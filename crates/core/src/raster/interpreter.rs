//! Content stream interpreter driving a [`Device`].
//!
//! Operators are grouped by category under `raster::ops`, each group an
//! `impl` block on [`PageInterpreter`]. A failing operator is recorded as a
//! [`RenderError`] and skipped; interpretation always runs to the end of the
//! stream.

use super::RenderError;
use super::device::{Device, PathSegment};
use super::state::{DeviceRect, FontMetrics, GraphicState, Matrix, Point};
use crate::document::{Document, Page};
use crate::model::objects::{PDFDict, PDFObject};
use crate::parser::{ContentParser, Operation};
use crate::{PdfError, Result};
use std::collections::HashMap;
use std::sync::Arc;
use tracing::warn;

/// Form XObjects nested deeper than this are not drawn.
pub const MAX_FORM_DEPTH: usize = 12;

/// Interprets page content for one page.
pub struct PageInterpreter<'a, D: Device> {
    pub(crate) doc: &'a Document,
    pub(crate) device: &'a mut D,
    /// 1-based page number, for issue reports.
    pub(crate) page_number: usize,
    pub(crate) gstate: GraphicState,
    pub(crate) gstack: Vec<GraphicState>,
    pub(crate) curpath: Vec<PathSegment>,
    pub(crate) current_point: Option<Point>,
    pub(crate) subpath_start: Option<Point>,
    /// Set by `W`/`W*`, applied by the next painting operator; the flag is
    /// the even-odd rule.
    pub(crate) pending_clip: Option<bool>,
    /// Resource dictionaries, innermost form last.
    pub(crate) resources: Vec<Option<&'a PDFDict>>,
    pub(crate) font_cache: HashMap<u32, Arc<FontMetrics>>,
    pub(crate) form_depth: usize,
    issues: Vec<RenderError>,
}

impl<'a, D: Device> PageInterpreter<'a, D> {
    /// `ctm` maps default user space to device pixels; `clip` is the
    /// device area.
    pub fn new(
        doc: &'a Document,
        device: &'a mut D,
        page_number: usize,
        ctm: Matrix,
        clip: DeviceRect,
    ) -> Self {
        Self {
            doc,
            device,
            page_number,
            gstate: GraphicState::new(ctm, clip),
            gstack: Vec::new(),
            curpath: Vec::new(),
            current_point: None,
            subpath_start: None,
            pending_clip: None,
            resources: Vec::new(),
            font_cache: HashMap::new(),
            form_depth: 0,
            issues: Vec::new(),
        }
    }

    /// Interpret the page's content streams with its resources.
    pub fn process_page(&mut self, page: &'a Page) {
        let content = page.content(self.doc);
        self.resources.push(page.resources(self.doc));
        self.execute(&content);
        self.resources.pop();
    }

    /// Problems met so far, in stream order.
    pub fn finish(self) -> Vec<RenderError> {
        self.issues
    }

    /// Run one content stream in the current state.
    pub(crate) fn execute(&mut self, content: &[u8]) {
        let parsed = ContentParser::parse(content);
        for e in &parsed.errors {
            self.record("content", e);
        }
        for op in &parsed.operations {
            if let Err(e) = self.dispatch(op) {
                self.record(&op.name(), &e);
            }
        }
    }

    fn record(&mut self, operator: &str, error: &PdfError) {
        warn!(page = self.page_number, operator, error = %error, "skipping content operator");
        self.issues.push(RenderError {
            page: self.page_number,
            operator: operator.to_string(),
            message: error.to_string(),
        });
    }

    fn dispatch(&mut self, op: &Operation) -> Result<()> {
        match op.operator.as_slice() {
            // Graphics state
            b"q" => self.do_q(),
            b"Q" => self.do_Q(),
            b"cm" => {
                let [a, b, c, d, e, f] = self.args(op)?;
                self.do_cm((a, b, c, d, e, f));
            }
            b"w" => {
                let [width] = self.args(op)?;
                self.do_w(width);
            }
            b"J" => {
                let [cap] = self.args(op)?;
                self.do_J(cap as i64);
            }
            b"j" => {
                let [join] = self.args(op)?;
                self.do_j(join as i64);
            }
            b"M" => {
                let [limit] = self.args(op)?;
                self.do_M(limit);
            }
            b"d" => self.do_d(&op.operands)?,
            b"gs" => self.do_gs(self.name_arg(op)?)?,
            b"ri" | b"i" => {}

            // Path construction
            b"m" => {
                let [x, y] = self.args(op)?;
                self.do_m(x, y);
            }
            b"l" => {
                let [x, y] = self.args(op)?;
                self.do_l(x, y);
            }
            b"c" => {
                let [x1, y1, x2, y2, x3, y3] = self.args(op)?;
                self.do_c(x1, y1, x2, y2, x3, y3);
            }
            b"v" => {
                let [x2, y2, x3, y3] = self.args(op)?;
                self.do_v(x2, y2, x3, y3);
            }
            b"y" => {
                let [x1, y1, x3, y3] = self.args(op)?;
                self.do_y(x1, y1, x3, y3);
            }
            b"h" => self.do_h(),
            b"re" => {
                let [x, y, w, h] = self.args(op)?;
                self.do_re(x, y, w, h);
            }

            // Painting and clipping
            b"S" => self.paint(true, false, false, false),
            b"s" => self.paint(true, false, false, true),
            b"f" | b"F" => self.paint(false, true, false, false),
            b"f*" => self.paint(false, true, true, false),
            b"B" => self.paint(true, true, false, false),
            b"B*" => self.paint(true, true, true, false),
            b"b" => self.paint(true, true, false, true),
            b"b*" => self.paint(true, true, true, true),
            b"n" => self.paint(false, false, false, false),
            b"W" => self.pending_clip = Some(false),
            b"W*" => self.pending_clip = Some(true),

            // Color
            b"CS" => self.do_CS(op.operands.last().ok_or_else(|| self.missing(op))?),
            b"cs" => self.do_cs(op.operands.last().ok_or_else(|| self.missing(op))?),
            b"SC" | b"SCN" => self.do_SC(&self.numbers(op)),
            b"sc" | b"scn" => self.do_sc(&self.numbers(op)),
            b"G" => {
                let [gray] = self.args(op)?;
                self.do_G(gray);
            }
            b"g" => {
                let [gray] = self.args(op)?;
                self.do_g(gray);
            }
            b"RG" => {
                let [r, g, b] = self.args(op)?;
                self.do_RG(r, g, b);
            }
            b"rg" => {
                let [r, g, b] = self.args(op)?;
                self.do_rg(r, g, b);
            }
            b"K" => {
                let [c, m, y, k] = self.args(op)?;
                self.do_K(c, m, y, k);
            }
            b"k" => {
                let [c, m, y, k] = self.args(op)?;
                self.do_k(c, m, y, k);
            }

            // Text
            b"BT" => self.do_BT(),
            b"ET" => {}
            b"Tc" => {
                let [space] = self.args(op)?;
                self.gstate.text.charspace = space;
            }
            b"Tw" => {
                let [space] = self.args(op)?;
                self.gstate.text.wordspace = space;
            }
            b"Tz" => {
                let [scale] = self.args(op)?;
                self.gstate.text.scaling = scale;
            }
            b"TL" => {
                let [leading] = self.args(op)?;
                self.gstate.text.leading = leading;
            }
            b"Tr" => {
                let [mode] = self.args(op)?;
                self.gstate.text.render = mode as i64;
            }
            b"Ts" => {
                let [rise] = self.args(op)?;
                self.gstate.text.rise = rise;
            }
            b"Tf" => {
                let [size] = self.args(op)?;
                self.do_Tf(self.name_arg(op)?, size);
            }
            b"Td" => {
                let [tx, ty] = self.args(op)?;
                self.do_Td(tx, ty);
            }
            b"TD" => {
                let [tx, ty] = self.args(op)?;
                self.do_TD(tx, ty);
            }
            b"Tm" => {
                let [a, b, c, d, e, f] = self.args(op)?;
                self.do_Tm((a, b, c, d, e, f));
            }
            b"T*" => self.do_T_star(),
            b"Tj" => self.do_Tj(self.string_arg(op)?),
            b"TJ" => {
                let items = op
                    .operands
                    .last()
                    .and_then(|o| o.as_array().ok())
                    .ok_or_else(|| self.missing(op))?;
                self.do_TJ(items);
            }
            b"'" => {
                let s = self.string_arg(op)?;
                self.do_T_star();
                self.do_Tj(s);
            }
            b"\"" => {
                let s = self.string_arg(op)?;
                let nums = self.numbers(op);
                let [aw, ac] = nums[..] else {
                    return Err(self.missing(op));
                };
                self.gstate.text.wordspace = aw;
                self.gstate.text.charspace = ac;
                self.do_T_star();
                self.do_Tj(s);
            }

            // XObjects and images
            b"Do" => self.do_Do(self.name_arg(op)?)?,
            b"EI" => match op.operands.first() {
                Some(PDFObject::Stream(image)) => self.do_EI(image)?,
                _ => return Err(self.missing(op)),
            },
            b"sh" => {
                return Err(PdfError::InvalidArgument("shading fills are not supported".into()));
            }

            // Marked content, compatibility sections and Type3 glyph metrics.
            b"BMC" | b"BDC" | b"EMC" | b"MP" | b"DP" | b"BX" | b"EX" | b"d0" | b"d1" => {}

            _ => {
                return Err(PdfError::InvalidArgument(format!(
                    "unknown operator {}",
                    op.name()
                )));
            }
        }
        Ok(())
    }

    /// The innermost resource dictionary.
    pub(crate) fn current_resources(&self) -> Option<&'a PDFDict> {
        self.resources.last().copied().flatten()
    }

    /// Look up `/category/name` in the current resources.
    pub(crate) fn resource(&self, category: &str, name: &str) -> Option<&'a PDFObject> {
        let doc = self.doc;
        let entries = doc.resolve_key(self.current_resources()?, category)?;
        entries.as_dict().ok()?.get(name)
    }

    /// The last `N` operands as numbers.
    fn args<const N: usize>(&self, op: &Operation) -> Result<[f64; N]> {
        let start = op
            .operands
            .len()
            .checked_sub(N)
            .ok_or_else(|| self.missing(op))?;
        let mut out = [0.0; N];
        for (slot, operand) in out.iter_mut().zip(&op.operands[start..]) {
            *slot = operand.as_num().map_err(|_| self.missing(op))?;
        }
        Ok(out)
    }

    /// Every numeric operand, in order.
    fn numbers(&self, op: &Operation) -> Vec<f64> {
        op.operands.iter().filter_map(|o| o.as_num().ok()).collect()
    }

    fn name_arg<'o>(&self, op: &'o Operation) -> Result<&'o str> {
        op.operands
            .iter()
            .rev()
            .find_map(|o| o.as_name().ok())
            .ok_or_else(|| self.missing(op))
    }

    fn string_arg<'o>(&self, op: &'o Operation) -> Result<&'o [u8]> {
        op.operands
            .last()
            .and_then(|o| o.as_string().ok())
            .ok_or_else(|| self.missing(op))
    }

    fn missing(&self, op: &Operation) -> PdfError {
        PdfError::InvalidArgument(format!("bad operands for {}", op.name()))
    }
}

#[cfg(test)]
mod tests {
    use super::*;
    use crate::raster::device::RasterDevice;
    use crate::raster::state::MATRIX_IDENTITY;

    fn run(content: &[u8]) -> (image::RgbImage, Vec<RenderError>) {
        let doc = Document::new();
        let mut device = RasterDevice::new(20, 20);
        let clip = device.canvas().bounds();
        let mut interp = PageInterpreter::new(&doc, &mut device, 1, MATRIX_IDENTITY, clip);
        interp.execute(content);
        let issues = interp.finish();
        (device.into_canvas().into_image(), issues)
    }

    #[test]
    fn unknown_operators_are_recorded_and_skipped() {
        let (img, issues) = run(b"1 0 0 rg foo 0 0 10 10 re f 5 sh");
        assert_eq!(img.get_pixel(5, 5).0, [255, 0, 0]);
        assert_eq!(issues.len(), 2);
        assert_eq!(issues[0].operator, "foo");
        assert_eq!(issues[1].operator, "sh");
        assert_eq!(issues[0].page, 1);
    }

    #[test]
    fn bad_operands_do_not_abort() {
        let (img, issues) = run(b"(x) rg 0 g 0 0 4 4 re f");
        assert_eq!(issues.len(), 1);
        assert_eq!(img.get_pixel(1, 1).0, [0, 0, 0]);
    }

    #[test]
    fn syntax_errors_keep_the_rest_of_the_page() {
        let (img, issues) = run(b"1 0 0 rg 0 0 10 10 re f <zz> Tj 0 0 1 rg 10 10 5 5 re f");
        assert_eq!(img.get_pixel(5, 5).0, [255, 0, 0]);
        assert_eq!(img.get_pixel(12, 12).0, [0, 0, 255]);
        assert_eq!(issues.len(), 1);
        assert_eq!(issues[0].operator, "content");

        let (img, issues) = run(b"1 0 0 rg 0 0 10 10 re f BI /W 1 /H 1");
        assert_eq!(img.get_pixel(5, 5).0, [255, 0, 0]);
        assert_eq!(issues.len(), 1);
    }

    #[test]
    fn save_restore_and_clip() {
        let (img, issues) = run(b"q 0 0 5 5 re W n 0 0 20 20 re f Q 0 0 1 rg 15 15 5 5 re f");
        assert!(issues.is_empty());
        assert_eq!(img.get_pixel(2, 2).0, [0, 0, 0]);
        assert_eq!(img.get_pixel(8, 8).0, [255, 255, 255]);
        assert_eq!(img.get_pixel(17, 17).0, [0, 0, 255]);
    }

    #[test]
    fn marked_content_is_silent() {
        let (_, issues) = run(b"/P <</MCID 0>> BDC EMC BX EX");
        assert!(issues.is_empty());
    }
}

--

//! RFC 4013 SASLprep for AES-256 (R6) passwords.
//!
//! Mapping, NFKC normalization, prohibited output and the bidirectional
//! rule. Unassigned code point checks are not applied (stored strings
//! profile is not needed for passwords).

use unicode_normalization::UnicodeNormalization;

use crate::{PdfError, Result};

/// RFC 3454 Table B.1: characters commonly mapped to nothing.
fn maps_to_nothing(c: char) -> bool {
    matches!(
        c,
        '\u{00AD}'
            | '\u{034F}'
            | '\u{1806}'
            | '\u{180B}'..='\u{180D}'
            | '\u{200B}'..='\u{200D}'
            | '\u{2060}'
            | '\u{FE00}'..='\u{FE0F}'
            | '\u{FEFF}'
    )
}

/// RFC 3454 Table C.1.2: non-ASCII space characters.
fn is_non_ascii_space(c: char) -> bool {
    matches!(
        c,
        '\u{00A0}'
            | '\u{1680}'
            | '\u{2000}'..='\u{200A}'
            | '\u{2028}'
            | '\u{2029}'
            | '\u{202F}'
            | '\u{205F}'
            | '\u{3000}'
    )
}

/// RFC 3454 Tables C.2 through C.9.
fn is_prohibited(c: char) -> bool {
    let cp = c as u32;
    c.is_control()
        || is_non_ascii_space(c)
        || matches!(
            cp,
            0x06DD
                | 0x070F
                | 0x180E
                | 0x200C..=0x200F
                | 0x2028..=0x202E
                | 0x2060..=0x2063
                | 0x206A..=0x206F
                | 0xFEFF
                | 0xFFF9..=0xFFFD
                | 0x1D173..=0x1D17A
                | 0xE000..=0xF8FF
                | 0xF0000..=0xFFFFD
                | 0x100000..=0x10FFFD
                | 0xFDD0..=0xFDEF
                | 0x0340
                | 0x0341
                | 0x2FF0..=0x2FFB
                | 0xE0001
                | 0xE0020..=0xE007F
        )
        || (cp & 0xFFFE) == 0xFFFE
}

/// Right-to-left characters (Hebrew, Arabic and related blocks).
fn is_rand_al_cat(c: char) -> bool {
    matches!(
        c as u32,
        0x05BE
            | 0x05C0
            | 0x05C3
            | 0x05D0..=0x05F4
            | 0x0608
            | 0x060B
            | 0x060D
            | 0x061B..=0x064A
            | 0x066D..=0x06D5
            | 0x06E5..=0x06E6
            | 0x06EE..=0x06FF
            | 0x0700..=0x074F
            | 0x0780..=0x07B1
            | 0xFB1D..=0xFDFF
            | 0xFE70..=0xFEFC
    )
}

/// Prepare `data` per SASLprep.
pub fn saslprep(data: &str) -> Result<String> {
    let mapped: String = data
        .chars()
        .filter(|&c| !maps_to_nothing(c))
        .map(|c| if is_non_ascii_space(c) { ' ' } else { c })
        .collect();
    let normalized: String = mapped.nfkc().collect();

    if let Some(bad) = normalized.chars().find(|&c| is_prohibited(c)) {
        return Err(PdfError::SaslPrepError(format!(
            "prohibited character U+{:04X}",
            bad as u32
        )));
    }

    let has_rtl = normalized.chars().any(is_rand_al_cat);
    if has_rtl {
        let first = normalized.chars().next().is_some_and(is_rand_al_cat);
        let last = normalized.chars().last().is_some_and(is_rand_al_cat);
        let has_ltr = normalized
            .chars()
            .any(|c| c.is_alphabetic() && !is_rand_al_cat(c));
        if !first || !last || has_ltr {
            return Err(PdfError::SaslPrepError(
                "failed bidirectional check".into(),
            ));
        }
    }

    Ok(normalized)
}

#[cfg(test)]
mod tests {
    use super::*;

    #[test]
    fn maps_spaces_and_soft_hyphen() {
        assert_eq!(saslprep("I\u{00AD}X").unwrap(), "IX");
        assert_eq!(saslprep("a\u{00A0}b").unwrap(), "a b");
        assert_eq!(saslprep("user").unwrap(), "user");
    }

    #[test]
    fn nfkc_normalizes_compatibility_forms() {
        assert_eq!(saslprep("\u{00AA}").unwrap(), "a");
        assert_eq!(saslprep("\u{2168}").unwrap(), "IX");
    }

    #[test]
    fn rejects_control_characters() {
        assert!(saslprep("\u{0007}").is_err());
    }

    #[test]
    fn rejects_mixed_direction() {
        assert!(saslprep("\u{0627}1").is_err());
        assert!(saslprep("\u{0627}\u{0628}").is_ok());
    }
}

* * *

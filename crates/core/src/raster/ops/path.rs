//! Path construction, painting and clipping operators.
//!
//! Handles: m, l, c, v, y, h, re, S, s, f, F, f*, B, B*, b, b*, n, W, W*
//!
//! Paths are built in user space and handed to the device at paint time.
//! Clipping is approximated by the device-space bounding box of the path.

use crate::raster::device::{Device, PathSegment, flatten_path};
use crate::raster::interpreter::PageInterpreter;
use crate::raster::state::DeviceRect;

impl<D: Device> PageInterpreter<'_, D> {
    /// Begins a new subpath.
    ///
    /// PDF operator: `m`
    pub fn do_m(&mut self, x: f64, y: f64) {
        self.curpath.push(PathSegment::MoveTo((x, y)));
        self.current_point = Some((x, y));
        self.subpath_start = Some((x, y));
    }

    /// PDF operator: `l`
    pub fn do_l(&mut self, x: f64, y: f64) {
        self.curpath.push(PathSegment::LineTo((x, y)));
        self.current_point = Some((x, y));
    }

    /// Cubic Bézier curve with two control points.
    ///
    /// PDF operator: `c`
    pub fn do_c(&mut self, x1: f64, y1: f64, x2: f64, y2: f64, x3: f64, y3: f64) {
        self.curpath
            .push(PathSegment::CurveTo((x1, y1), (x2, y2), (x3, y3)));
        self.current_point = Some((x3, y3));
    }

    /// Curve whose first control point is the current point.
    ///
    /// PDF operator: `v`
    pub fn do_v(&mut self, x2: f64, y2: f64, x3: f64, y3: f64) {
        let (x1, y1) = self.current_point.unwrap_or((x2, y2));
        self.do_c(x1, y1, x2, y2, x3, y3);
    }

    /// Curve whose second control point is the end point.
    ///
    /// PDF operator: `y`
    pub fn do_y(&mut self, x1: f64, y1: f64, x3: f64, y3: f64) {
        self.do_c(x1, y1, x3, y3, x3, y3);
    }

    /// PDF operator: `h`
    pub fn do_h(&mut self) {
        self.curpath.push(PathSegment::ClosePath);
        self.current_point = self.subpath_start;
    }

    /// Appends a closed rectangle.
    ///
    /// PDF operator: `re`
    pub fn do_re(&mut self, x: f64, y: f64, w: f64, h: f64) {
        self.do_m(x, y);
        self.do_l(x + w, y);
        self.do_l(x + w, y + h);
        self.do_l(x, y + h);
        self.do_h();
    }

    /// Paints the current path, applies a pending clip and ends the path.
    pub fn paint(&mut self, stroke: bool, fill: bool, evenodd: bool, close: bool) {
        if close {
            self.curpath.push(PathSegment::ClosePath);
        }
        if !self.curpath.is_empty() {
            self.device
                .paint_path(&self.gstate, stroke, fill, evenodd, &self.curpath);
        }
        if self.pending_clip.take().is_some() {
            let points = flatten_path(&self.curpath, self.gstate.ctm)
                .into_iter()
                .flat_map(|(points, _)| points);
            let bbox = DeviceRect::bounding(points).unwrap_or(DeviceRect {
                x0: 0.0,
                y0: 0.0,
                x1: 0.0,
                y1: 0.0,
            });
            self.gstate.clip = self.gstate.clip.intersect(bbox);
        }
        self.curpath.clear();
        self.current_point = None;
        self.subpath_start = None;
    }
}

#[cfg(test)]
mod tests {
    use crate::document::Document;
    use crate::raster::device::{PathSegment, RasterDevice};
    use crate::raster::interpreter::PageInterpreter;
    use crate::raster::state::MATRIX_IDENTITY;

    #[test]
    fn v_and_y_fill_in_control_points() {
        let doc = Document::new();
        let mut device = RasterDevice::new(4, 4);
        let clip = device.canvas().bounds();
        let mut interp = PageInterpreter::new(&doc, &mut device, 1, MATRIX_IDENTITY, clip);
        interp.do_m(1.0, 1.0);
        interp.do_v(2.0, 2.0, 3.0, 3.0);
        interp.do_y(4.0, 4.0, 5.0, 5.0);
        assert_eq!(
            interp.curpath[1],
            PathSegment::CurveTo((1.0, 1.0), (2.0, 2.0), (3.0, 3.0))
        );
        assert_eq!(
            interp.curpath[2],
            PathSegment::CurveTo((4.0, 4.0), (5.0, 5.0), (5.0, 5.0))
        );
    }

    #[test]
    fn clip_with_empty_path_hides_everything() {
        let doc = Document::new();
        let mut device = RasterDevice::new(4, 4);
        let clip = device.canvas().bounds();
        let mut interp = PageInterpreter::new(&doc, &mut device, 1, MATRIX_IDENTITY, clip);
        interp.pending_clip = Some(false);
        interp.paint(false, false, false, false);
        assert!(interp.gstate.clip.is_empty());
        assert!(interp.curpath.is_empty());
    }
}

THE TASK →
The required output is the stretch of entries above from the line containing "filename crates/core/src/raster/interpreter.rs" through the line containing "are not drawn.", reproduced exactly.

OUTPUT FOR THIS EXERCISE →
filename crates/core/src/raster/interpreter.rs
//! Content stream interpreter driving a [`Device`].
//!
//! Operators are grouped by category under `raster::ops`, each group an
//! `impl` block on [`PageInterpreter`]. A failing operator is recorded as a
//! [`RenderError`] and skipped; interpretation always runs to the end of the
//! stream.

use super::RenderError;
use super::device::{Device, PathSegment};
use super::state::{DeviceRect, FontMetrics, GraphicState, Matrix, Point};
use crate::document::{Document, Page};
use crate::model::objects::{PDFDict, PDFObject};
use crate::parser::{ContentParser, Operation};
use crate::{PdfError, Result};
use std::collections::HashMap;
use std::sync::Arc;
use tracing::warn;

/// Form XObjects nested deeper than this are not drawn.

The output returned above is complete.